Nicklin J said the same thing in Bokova v Associated Newspapers Ltd, where he cautioned against the ‘spectre of hugely wasteful litigation’ and set out a requirement for the parties to prepare costs budgets for preliminary issue trials, to ensure costs were kept proportionate. Nevertheless, the benefits of bringing the issue before the court at an early stage were obvious, because ‘even if the claim cannot be settled at that stage, there remain significant benefits for the future conduct of the case. A defendant would know, for example, what would be required for any truth defence to have a real prospect of success’.

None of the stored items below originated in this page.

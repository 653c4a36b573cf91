//! Application shell around the race.
//!
//! - [`event_handler`]: the [`App`] struct and its winit [`ApplicationHandler`] impl
//! - [`app_state`]: [`AppState`], the renderers plus the mounted race session
//! - [`update`]: per-redraw frame logic
//!
//! # Event Flow
//!
//! 1. `resumed` creates the window, the GPU state and mounts a [`RaceSession`]
//! 2. key events are routed into the session while it is mounted
//! 3. each redraw advances the session once, draws it and requests the next redraw
//! 4. close, Escape, suspension and Ctrl-C all unmount the session
//!
//! [`ApplicationHandler`]: winit::application::ApplicationHandler
//! [`RaceSession`]: crate::game::session::RaceSession

pub mod app_state;
pub mod event_handler;
pub mod update;

pub use app_state::AppState;
pub use event_handler::App;

/// Events posted to the loop from outside winit.
#[derive(Debug, Clone, Copy, PartialEq, Eq)]
pub enum AppEvent {
    /// Ctrl-C was received.
    Shutdown,
}
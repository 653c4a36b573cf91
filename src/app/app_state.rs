//! State for a mounted race: GPU resources plus the game session.

use crate::config::GameConfig;
use crate::error::RenderError;
use crate::game::session::RaceSession;
use crate::renderer::text::TextRenderer;
use crate::renderer::wgpu_lib::WgpuRenderer;
use std::time::Instant;

pub struct AppState {
    pub wgpu_renderer: WgpuRenderer,
    pub text_renderer: TextRenderer,
    pub session: RaceSession,
}

impl AppState {
    /// Initializes the renderers and mounts a fresh race.
    pub async fn new(
        instance: &wgpu::Instance,
        surface: wgpu::Surface<'static>,
        width: u32,
        height: u32,
        config: &GameConfig,
    ) -> Result<Self, RenderError> {
        let wgpu_renderer =
            WgpuRenderer::new(instance, surface, width, height, config.window.vsync).await?;
        let text_renderer = TextRenderer::new(
            &wgpu_renderer.device,
            &wgpu_renderer.queue,
            wgpu_renderer.surface_config.format,
        );
        let session = RaceSession::mount(config.tuning, Instant::now());

        Ok(Self {
            wgpu_renderer,
            text_renderer,
            session,
        })
    }

    pub fn resize_surface(&mut self, width: u32, height: u32) {
        self.wgpu_renderer.resize(width, height);
    }
}
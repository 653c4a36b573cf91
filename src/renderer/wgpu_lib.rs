//! WGPU-based renderer for the race.
//!
//! [`WgpuRenderer`] owns the surface, device and queue plus the rectangle pipeline. Each
//! call to [`WgpuRenderer::render_frame`] draws one [`Scene`] in a single render pass:
//!
//! 1. clear the whole surface to the letterbox color
//! 2. restrict drawing to the playfield with a scissor rect
//! 3. base rectangles, HUD text, overlay rectangles, overlay text
//!
//! A lost or outdated surface is reconfigured and the frame is skipped; the next redraw
//! picks up the new configuration.

use crate::error::RenderError;
use crate::renderer::rectangle::{RectangleRenderer, surface_color};
use crate::renderer::scene::{LETTERBOX_COLOR, PlayfieldLayout, Scene, TextLayer};
use crate::renderer::text::TextRenderer;
use tracing::{debug, info};

pub struct WgpuRenderer {
    /// The WGPU surface for presenting rendered frames.
    pub surface: wgpu::Surface<'static>,
    pub surface_config: wgpu::SurfaceConfiguration,
    pub device: wgpu::Device,
    pub queue: wgpu::Queue,
    pub rectangle_renderer: RectangleRenderer,
}

impl WgpuRenderer {
    /// Initializes the GPU side for `surface`.
    pub async fn new(
        instance: &wgpu::Instance,
        surface: wgpu::Surface<'static>,
        width: u32,
        height: u32,
        vsync: bool,
    ) -> Result<Self, RenderError> {
        let adapter = Self::create_adapter(instance, &surface).await?;
        let (device, queue) = Self::create_device(&adapter).await?;
        let surface_config = Self::create_surface_config(&surface, &adapter, width, height, vsync)?;

        let adapter_info = adapter.get_info();
        info!(
            adapter = %adapter_info.name,
            backend = ?adapter_info.backend,
            format = ?surface_config.format,
            "renderer_ready"
        );

        if width > 0 && height > 0 {
            surface.configure(&device, &surface_config);
        }

        let rectangle_renderer = RectangleRenderer::new(&device, surface_config.format);

        Ok(Self {
            surface,
            surface_config,
            device,
            queue,
            rectangle_renderer,
        })
    }

    async fn create_adapter(
        instance: &wgpu::Instance,
        surface: &wgpu::Surface<'static>,
    ) -> Result<wgpu::Adapter, RenderError> {
        instance
            .request_adapter(&wgpu::RequestAdapterOptions {
                power_preference: wgpu::PowerPreference::default(),
                force_fallback_adapter: false,
                compatible_surface: Some(surface),
            })
            .await
            .ok_or(RenderError::NoAdapter)
    }

    async fn create_device(
        adapter: &wgpu::Adapter,
    ) -> Result<(wgpu::Device, wgpu::Queue), RenderError> {
        let device_and_queue = adapter
            .request_device(
                &wgpu::DeviceDescriptor {
                    label: None,
                    required_features: wgpu::Features::empty(),
                    required_limits: wgpu::Limits::downlevel_webgl2_defaults()
                        .using_resolution(adapter.limits()),
                    memory_hints: Default::default(),
                },
                None,
            )
            .await?;
        Ok(device_and_queue)
    }

    /// Prefers an sRGB format so blending happens in linear space.
    fn create_surface_config(
        surface: &wgpu::Surface<'static>,
        adapter: &wgpu::Adapter,
        width: u32,
        height: u32,
        vsync: bool,
    ) -> Result<wgpu::SurfaceConfiguration, RenderError> {
        let capabilities = surface.get_capabilities(adapter);
        let format = capabilities
            .formats
            .iter()
            .find(|format| format.is_srgb())
            .or_else(|| capabilities.formats.first())
            .copied()
            .ok_or(RenderError::NoSurfaceFormat)?;
        let alpha_mode = capabilities
            .alpha_modes
            .first()
            .copied()
            .unwrap_or(wgpu::CompositeAlphaMode::Auto);

        Ok(wgpu::SurfaceConfiguration {
            usage: wgpu::TextureUsages::RENDER_ATTACHMENT,
            format,
            width,
            height,
            present_mode: if vsync {
                wgpu::PresentMode::AutoVsync
            } else {
                wgpu::PresentMode::AutoNoVsync
            },
            desired_maximum_frame_latency: 2,
            alpha_mode,
            view_formats: vec![],
        })
    }

    /// Reconfigures the surface. A zero-sized window is remembered but not configured.
    pub fn resize(&mut self, width: u32, height: u32) {
        self.surface_config.width = width;
        self.surface_config.height = height;
        if width > 0 && height > 0 {
            self.surface.configure(&self.device, &self.surface_config);
        }
    }

    pub fn layout(&self) -> PlayfieldLayout {
        PlayfieldLayout::new(self.surface_config.width, self.surface_config.height)
    }

    /// Draws `scene` and presents it.
    pub fn render_frame(
        &mut self,
        scene: &Scene,
        text_renderer: &mut TextRenderer,
    ) -> Result<(), RenderError> {
        if self.surface_config.width == 0 || self.surface_config.height == 0 {
            return Ok(());
        }

        let surface_texture = match self.surface.get_current_texture() {
            Ok(texture) => texture,
            Err(error @ (wgpu::SurfaceError::Lost | wgpu::SurfaceError::Outdated)) => {
                debug!(%error, "reconfiguring surface");
                self.surface.configure(&self.device, &self.surface_config);
                return Ok(());
            }
            Err(wgpu::SurfaceError::Timeout) => {
                debug!("surface timed out, skipping frame");
                return Ok(());
            }
            Err(error) => return Err(error.into()),
        };
        let surface_view = surface_texture
            .texture
            .create_view(&wgpu::TextureViewDescriptor::default());

        let layout = self.layout();
        text_renderer.sync_labels(&scene.labels);
        text_renderer.prepare(&self.device, &self.queue, &layout)?;

        let mut encoder = self
            .device
            .create_command_encoder(&wgpu::CommandEncoderDescriptor {
                label: Some("Race Frame Encoder"),
            });

        {
            let [r, g, b, a] = surface_color(LETTERBOX_COLOR, self.surface_config.format.is_srgb());
            let mut render_pass = encoder.begin_render_pass(&wgpu::RenderPassDescriptor {
                label: Some("Race Render Pass"),
                color_attachments: &[Some(wgpu::RenderPassColorAttachment {
                    view: &surface_view,
                    resolve_target: None,
                    ops: wgpu::Operations {
                        load: wgpu::LoadOp::Clear(wgpu::Color {
                            r: r as f64,
                            g: g as f64,
                            b: b as f64,
                            a: a as f64,
                        }),
                        store: wgpu::StoreOp::Store,
                    },
                })],
                depth_stencil_attachment: None,
                timestamp_writes: None,
                occlusion_query_set: None,
            });

            let (x, y, width, height) = layout.scissor();
            render_pass.set_scissor_rect(x, y, width, height);

            self.rectangle_renderer
                .render(&self.device, &mut render_pass, &scene.base, &layout);
            text_renderer.render_layer(TextLayer::Hud, &mut render_pass)?;
            self.rectangle_renderer
                .render(&self.device, &mut render_pass, &scene.overlay, &layout);
            text_renderer.render_layer(TextLayer::Overlay, &mut render_pass)?;
        }

        self.queue.submit(std::iter::once(encoder.finish()));
        surface_texture.present();
        text_renderer.trim();
        Ok(())
    }
}
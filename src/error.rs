//! Error types for the renderer and the application shell.
//!
//! Game rules never fail; everything here comes from the platform around them.

use crate::config::ConfigError;
use thiserror::Error;

#[derive(Debug, Error)]
pub enum RenderError {
    #[error("no GPU adapter is compatible with the window surface")]
    NoAdapter,
    #[error("failed to create GPU device: {0}")]
    RequestDevice(#[from] wgpu::RequestDeviceError),
    #[error("failed to create window surface: {0}")]
    CreateSurface(#[from] wgpu::CreateSurfaceError),
    #[error("window surface reports no supported formats")]
    NoSurfaceFormat,
    #[error("failed to acquire frame: {0}")]
    Surface(#[from] wgpu::SurfaceError),
    #[error("failed to prepare text: {0}")]
    TextPrepare(#[from] glyphon::PrepareError),
    #[error("failed to draw text: {0}")]
    TextRender(#[from] glyphon::RenderError),
}

#[derive(Debug, Error)]
pub enum GameError {
    #[error(transparent)]
    Config(#[from] ConfigError),
    #[error("event loop failed: {0}")]
    EventLoop(#[from] winit::error::EventLoopError),
    #[error("failed to install Ctrl-C handler: {0}")]
    Signal(#[from] ctrlc::Error),
}
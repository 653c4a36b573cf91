//! The race loop: one mounted game session.
//!
//! A [`RaceSession`] owns the committed [`GameState`], the [`KeyState`] fed by window
//! events and the [`FrameClock`]. Each call to [`RaceSession::frame`] is one update of the
//! scheduling loop: it computes the next snapshot from the held keys, commits it and tells
//! the caller whether another frame should be scheduled.
//!
//! # Lifecycle
//!
//! 1. **Mount**: [`RaceSession::mount`] creates the starting snapshot and attaches input.
//! 2. **Frames**: [`RaceSession::frame`] runs while the session is mounted.
//! 3. **Unmount**: [`RaceSession::unmount`] detaches input and stops the loop. After that,
//!    frames and key events are ignored and no further frame is requested.

use crate::game::clock::FrameClock;
use crate::game::keys::{GameKey, KeyState};
use crate::game::{GameState, RacePhase, Tuning};
use std::time::Instant;
use tracing::{debug, info};
use winit::keyboard::KeyCode;

/// Result of one scheduled frame.
#[derive(Debug, Clone, Copy, PartialEq)]
pub enum FrameOutcome {
    /// The snapshot was advanced and committed; schedule another frame.
    Advanced(GameState),
    /// The session is unmounted; nothing was updated and nothing should be scheduled.
    Stopped,
}

impl FrameOutcome {
    pub fn schedule_next(&self) -> bool {
        matches!(self, FrameOutcome::Advanced(_))
    }
}

pub struct RaceSession {
    state: GameState,
    key_state: KeyState,
    clock: FrameClock,
    tuning: Tuning,
    running: bool,
    frame_count: u64,
}

impl RaceSession {
    /// Mounts a fresh session at `now`.
    pub fn mount(tuning: Tuning, now: Instant) -> Self {
        info!(track_length = tuning.track_length, "race_mounted");
        Self {
            state: GameState::new(),
            key_state: KeyState::new(),
            clock: FrameClock::with_cap_ms(now, tuning.max_frame_ms),
            tuning,
            running: true,
            frame_count: 0,
        }
    }

    /// Routes a key-down to the tracker. Ignored once unmounted.
    pub fn key_down(&mut self, code: KeyCode, repeat: bool) -> Option<GameKey> {
        if !self.running {
            return None;
        }
        self.key_state.press_key(code, repeat)
    }

    /// Routes a key-up to the tracker. Ignored once unmounted.
    pub fn key_up(&mut self, code: KeyCode) {
        if self.running {
            self.key_state.release_key(code);
        }
    }

    /// Runs one tick of the loop at `now`.
    pub fn frame(&mut self, now: Instant) -> FrameOutcome {
        if !self.running {
            return FrameOutcome::Stopped;
        }

        let elapsed_ms = self.clock.tick(now);
        let next = self
            .state
            .step(self.key_state.controls(), elapsed_ms, &self.tuning);

        if next.lap > self.state.lap {
            info!(lap = next.lap, frame = self.frame_count, "lap_completed");
        }
        if self.state.phase() == RacePhase::Racing && next.phase() == RacePhase::Won {
            info!(frame = self.frame_count, "race_won");
        }

        self.state = next;
        self.frame_count += 1;
        FrameOutcome::Advanced(next)
    }

    /// Drops every held key without unmounting.
    pub fn release_all_keys(&mut self) {
        self.key_state.clear();
    }

    /// Stops the loop and detaches input. Safe to call more than once.
    pub fn unmount(&mut self) {
        if !self.running {
            debug!("race_already_unmounted");
            return;
        }
        self.running = false;
        self.key_state.clear();
        info!(frames = self.frame_count, lap = self.state.lap, "race_unmounted");
    }

    pub fn is_running(&self) -> bool {
        self.running
    }

    /// The last committed snapshot.
    pub fn state(&self) -> &GameState {
        &self.state
    }

    pub fn tuning(&self) -> &Tuning {
        &self.tuning
    }

    pub fn key_state(&self) -> &KeyState {
        &self.key_state
    }

    pub fn frame_count(&self) -> u64 {
        self.frame_count
    }
}

#[cfg(test)]
mod tests {
    use super::*;
    use std::time::Duration;

    const FRAME: Duration = Duration::from_millis(16);

    fn run_frames(session: &mut RaceSession, start: Instant, frames: u32) -> Instant {
        let mut now = start;
        for _ in 0..frames {
            now += FRAME;
            assert!(session.frame(now).schedule_next());
        }
        now
    }

    #[test]
    fn test_mount_starts_at_grid() {
        let session = RaceSession::mount(Tuning::default(), Instant::now());
        assert!(session.is_running());
        assert_eq!(*session.state(), GameState::new());
        assert_eq!(session.frame_count(), 0);
    }

    #[test]
    fn test_holding_space_accelerates() {
        let start = Instant::now();
        let mut session = RaceSession::mount(Tuning::default(), start);
        session.key_down(KeyCode::Space, false);
        run_frames(&mut session, start, 12);

        assert!(session.state().is_accelerating);
        assert_eq!(session.state().speed, 10.0);
        assert!(session.state().distance > 0.0);
    }

    #[test]
    fn test_idle_frames_leave_car_parked() {
        let start = Instant::now();
        let mut session = RaceSession::mount(Tuning::default(), start);
        run_frames(&mut session, start, 30);
        assert_eq!(*session.state(), GameState::new());
        assert_eq!(session.frame_count(), 30);
    }

    /// A stalled frame advances by at most the capped elapsed time.
    #[test]
    fn test_stall_is_capped() {
        let start = Instant::now();
        let mut session = RaceSession::mount(Tuning::default(), start);
        session.key_down(KeyCode::Space, false);
        let now = run_frames(&mut session, start, 10);
        let before = session.state().distance;

        session.frame(now + Duration::from_secs(5));
        // Top speed over a 32 ms cap is two reference frames.
        assert_eq!(session.state().distance - before, 20.0);
    }

    #[test]
    fn test_full_lap_wins() {
        let start = Instant::now();
        let mut session = RaceSession::mount(Tuning::default(), start);
        session.key_down(KeyCode::Space, false);
        run_frames(&mut session, start, 300);

        assert_eq!(session.state().lap, 1);
        assert!(session.state().game_won);
        assert_eq!(session.state().phase(), RacePhase::Won);
        // The loop keeps running after the win.
        assert!(session.is_running());
    }

    #[test]
    fn test_unmount_mid_loop_stops_scheduling() {
        let start = Instant::now();
        let mut session = RaceSession::mount(Tuning::default(), start);
        session.key_down(KeyCode::Space, false);
        let now = run_frames(&mut session, start, 5);
        let frozen = *session.state();

        session.unmount();
        assert!(!session.is_running());
        assert_eq!(session.frame(now + FRAME), FrameOutcome::Stopped);
        assert!(!session.frame(now + FRAME * 2).schedule_next());
        assert_eq!(*session.state(), frozen);
        assert_eq!(session.frame_count(), 5);

        session.unmount();
    }

    #[test]
    fn test_input_detached_after_unmount() {
        let mut session = RaceSession::mount(Tuning::default(), Instant::now());
        session.key_down(KeyCode::ArrowUp, false);
        session.unmount();

        assert_eq!(session.key_state().held_count(), 0);
        assert_eq!(session.key_down(KeyCode::Space, false), None);
        assert!(!session.key_state().is_accelerating());
    }

    #[test]
    fn test_release_all_keys_keeps_session_mounted() {
        let start = Instant::now();
        let mut session = RaceSession::mount(Tuning::default(), start);
        session.key_down(KeyCode::Space, false);
        session.key_down(KeyCode::ArrowLeft, false);
        session.release_all_keys();

        assert!(session.is_running());
        assert_eq!(session.key_state().held_count(), 0);
        run_frames(&mut session, start, 3);
        assert_eq!(session.state().speed, 0.0);
    }

    #[test]
    fn test_quit_key_is_reported() {
        let mut session = RaceSession::mount(Tuning::default(), Instant::now());
        assert_eq!(
            session.key_down(KeyCode::Escape, false),
            Some(GameKey::Quit)
        );
    }
}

Nicklin J went even further in Poroshenko v BBC, where he ordered that the claimant pay the defendant’s costs of the application on the basis that the claimant’s solicitors had adopted a ‘wasteful and obstructive stance’.

However, just as it seemed that preliminary issue trials on meaning were now the done thing, Nicklin J refused permission for one in Mohammed Dahlan v Middle East Eye Ltd, stating that a preliminary issue trial will have little to no benefit where a public interest defence is the principal defence being run (unless the meaning was not found to be defamatory at all), because meaning does not set the parameters of that defence in the same way as a defence of truth. 

So where does that leave things? In short, as long as they have some tangible benefit for a case’s future conduct, preliminary issue meaning trials are here to stay.